ELIGIBILITY AND PARTICIPATION

Section 3.01 Participation. Each Management Group Employee who continues in the employment of the Company as of the Effective Date shall automatically become a Participant in the Plan as of the day immediately prior to the Effective Date.

Section 3.02 Duration of Participation. A Participant shall cease to be a Participant in the Plan upon the first to occur of: (i) the date he or she ceases to be a Management Group Employee; (ii) the date his or her employment is terminated under circumstances where he or she is not entitled to a benefit under the terms of Article IV of the Plan; or (iii) the date on which he or she has received all of the benefits to which he or she is entitled under the Plan.

ARTICLE IV.

BENEFITS

Section 4.01 Retention Benefits.
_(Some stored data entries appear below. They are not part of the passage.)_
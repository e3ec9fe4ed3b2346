//! Commands — the unit of mutation and of replication.
//!
//! Every mutating operation is a [`Command`]: a `type`-discriminated
//! payload plus timestamp/author metadata. The same JSON document a client
//! submits is what the replication log carries, so the serde contract here
//! is the cluster's wire format. Backward compatibility: unknown optional
//! fields are ignored, and missing timestamp/author default to now/SYSTEM.

use std::time::{SystemTime, UNIX_EPOCH};

use serde::{Deserialize, Serialize};

use dogma_core::{Author, Change, Markup, Revision};

/// A mutating request routed through a command executor.
#[derive(Clone, Debug, PartialEq, Serialize, Deserialize)]
#[serde(rename_all = "camelCase")]
pub struct Command {
    /// When the command was issued, in milliseconds since the epoch.
    #[serde(default = "now_millis")]
    pub timestamp: i64,
    /// Who issued it.
    #[serde(default = "Author::system")]
    pub author: Author,
    /// The operation itself.
    #[serde(flatten)]
    pub kind: CommandKind,
}

impl Command {
    /// Wrap a command kind with "now" and the system author.
    #[must_use]
    pub fn new(kind: CommandKind) -> Self {
        Self {
            timestamp: now_millis(),
            author: Author::system(),
            kind,
        }
    }

    /// Wrap a command kind with an explicit author.
    #[must_use]
    pub fn by(author: Author, kind: CommandKind) -> Self {
        Self {
            timestamp: now_millis(),
            author,
            kind,
        }
    }

    /// `true` if this is a force-push envelope, which bypasses read-only
    /// mode.
    #[must_use]
    pub fn force(&self) -> bool {
        matches!(self.kind, CommandKind::ForcePush { .. })
    }

    /// The innermost kind, unwrapping a force-push envelope.
    #[must_use]
    pub fn effective_kind(&self) -> &CommandKind {
        match &self.kind {
            CommandKind::ForcePush { command } => command,
            other => other,
        }
    }
}

/// The tagged payload of a [`Command`].
#[derive(Clone, Debug, PartialEq, Serialize, Deserialize)]
#[serde(tag = "type", rename_all = "SCREAMING_SNAKE_CASE")]
#[serde(rename_all_fields = "camelCase")]
pub enum CommandKind {
    /// Create a project (with its `dogma` and `meta` repositories).
    CreateProject {
        /// Project name.
        project: String,
    },

    /// Soft-delete a project.
    RemoveProject {
        /// Project name.
        project: String,
    },

    /// Restore a soft-deleted project.
    UnremoveProject {
        /// Project name.
        project: String,
    },

    /// Permanently delete a soft-deleted project.
    PurgeProject {
        /// Project name.
        project: String,
    },

    /// Create a repository.
    CreateRepository {
        /// Parent project.
        project: String,
        /// Repository name.
        repository: String,
        /// Create the repository on the encrypted backend.
        #[serde(default)]
        encrypted: bool,
    },

    /// Soft-delete a repository.
    RemoveRepository {
        /// Parent project.
        project: String,
        /// Repository name.
        repository: String,
    },

    /// Restore a soft-deleted repository.
    UnremoveRepository {
        /// Parent project.
        project: String,
        /// Repository name.
        repository: String,
    },

    /// Permanently delete a soft-deleted repository.
    PurgeRepository {
        /// Parent project.
        project: String,
        /// Repository name.
        repository: String,
    },

    /// Commit a change set on top of `base_revision`.
    Push {
        /// Parent project.
        project: String,
        /// Repository name.
        repository: String,
        /// The revision the change set was prepared against.
        base_revision: Revision,
        /// Commit summary.
        summary: String,
        /// Commit detail.
        #[serde(default)]
        detail: String,
        /// Markup of `detail`.
        #[serde(default)]
        markup: Markup,
        /// The changes to apply.
        changes: Vec<Change>,
    },

    /// Record a client session.
    CreateSession {
        /// Session id.
        session_id: String,
    },

    /// Drop a client session.
    RemoveSession {
        /// Session id.
        session_id: String,
    },

    /// Change the cluster's server status.
    UpdateServerStatus {
        /// The new status.
        status: ServerStatus,
    },

    /// Convert a plaintext repository to the encrypted backend in place.
    MigrateToEncryptedRepository {
        /// Parent project.
        project: String,
        /// Repository name.
        repository: String,
    },

    /// Execute the wrapped command even while the server is read-only.
    ForcePush {
        /// The wrapped command kind.
        command: Box<CommandKind>,
    },
}

/// What a successfully executed command produced.
#[derive(Clone, Debug, PartialEq, Eq, Serialize, Deserialize)]
#[serde(rename_all = "camelCase")]
pub enum CommandResult {
    /// The command completed with nothing to return.
    Done,
    /// A push landed at this revision.
    Pushed {
        /// The new head revision.
        revision: Revision,
    },
}

/// The cluster-wide writability status.
#[derive(Clone, Copy, Debug, Default, PartialEq, Eq, Serialize, Deserialize)]
#[serde(rename_all = "SCREAMING_SNAKE_CASE")]
pub enum ServerStatus {
    /// Accepting writes.
    #[default]
    Writable,
    /// Read-only for clients, but still consuming the replication log.
    ReplicationOnly,
    /// Fully read-only.
    ReadOnly,
}

impl ServerStatus {
    /// `true` if client writes are accepted.
    #[must_use]
    pub const fn is_writable(self) -> bool {
        matches!(self, Self::Writable)
    }

    /// `true` if the replica still applies replicated entries.
    #[must_use]
    pub const fn is_replicating(self) -> bool {
        matches!(self, Self::Writable | Self::ReplicationOnly)
    }
}

/// Milliseconds since the Unix epoch.
#[must_use]
pub fn now_millis() -> i64 {
    SystemTime::now()
        .duration_since(UNIX_EPOCH)
        .map(|d| i64::try_from(d.as_millis()).unwrap_or(i64::MAX))
        .unwrap_or_default()
}

#[cfg(test)]
mod tests {
    use serde_json::json;

    use super::*;

    #[test]
    fn push_command_wire_format() {
        let command = Command::by(
            Author::new("alice", "alice@example.com"),
            CommandKind::Push {
                project: "p".to_owned(),
                repository: "r".to_owned(),
                base_revision: Revision::INIT,
                summary: "s".to_owned(),
                detail: String::new(),
                markup: Markup::Plaintext,
                changes: vec![Change::upsert_text("/a.txt", "x\n").unwrap()],
            },
        );
        let value = serde_json::to_value(&command).unwrap();
        assert_eq!(value["type"], "PUSH");
        assert_eq!(value["baseRevision"], 1);
        assert_eq!(value["author"]["name"], "alice");
        assert_eq!(value["changes"][0]["type"], "UPSERT_TEXT");
    }

    #[test]
    fn missing_metadata_defaults_to_now_and_system() {
        let parsed: Command = serde_json::from_value(json!({
            "type": "CREATE_PROJECT",
            "project": "p"
        }))
        .unwrap();
        assert_eq!(parsed.author, Author::system());
        assert!(parsed.timestamp > 0);
    }

    #[test]
    fn unknown_fields_are_ignored() {
        let parsed: Result<Command, _> = serde_json::from_value(json!({
            "type": "REMOVE_PROJECT",
            "project": "p",
            "futureField": {"anything": true}
        }));
        assert!(parsed.is_ok());
    }

    #[test]
    fn force_push_unwraps_to_the_inner_kind() {
        let command = Command::new(CommandKind::ForcePush {
            command: Box::new(CommandKind::UpdateServerStatus {
                status: ServerStatus::Writable,
            }),
        });
        assert!(command.force());
        assert!(matches!(
            command.effective_kind(),
            CommandKind::UpdateServerStatus { .. }
        ));
    }

    #[test]
    fn command_roundtrips_through_json() {
        let command = Command::new(CommandKind::CreateRepository {
            project: "p".to_owned(),
            repository: "r".to_owned(),
            encrypted: true,
        });
        let text = serde_json::to_string(&command).unwrap();
        let parsed: Command = serde_json::from_str(&text).unwrap();
        assert_eq!(parsed, command);
    }
}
Each Participant shall be entitled to receive a cash amount equal to his or her Retention Benefit. Subject to acceleration as provided herein, one-half (1/2) of the Retention Benefit shall be paid to the Participant, subject to his or her continued employment to the applicable payment date, on each of (i) the date that is six (6) months after the Effective Date and (ii) the date that is twelve (12) months after the Effective Date.
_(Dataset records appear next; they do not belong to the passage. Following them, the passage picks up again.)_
//! The standalone executor — applies commands directly to local state.
//!
//! Used by single-node deployments. Durability comes from the object
//! store's ref-update contract: `execute` returns only after the command's
//! refs (or directory renames) are on disk.

use std::sync::Arc;

use tracing::debug;

use crate::command::{Command, CommandResult, ServerStatus};
use crate::error::Result;
use crate::executor::{CommandExecutor, ExecutionContext, ServerState};
use crate::manager::ProjectManager;
use crate::session::SessionStore;

/// A [`CommandExecutor`] for a single, unreplicated node.
pub struct StandaloneCommandExecutor {
    context: ExecutionContext,
}

impl StandaloneCommandExecutor {
    /// Build a standalone executor over local state.
    #[must_use]
    pub fn new(
        manager: Arc<ProjectManager>,
        sessions: Arc<SessionStore>,
        state: Arc<ServerState>,
    ) -> Self {
        Self {
            context: ExecutionContext {
                manager,
                sessions,
                state,
            },
        }
    }
}

impl CommandExecutor for StandaloneCommandExecutor {
    fn execute(&self, command: Command) -> Result<CommandResult> {
        self.context.check_writable(&command)?;
        debug!(kind = ?command.effective_kind(), "executing command");
        let result = self.context.apply(&command);
        if let Err(error) = &result {
            if matches!(
                error,
                crate::error::ServerError::Store(dogma_git::StoreError::Io(_))
                    | crate::error::ServerError::Store(dogma_git::StoreError::Backend { .. })
            ) {
                self.context
                    .state
                    .halt_read_only(&format!("storage failure: {error}"));
            }
        }
        result
    }

    fn status(&self) -> ServerStatus {
        self.context.state.status()
    }
}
Section 4.02 Severance Benefits. If a Participant incurs a Separation during the two (2)-year period following the Effective Date either (A) by the Employer without Cause, (B) by the Participant for Good Reason or (C) solely with respect to the benefit provided in Section 4.02(c) below, as a result of death or permanent disability, the Participant shall be entitled to the following:

(a) A lump sum cash payment, payable within ten (10) days after the date of Separation, equal to:

(i) for Participants described in Section 2.19(a) or (b) hereof, the sum of (1) any unpaid Base Salary for the period prior to the Separation; and (2) the unpaid amount of the Retention Benefit; and

(ii) for Participants described in Section 2.19(c) hereof, the sum of (1) any unpaid Base Salary for the period prior to the Separation; (2) the unpaid amount of the Retention Benefit; and (3) an amount equal to the last regular semi-annual bonus received by the Participant on or prior to December 31, 2009.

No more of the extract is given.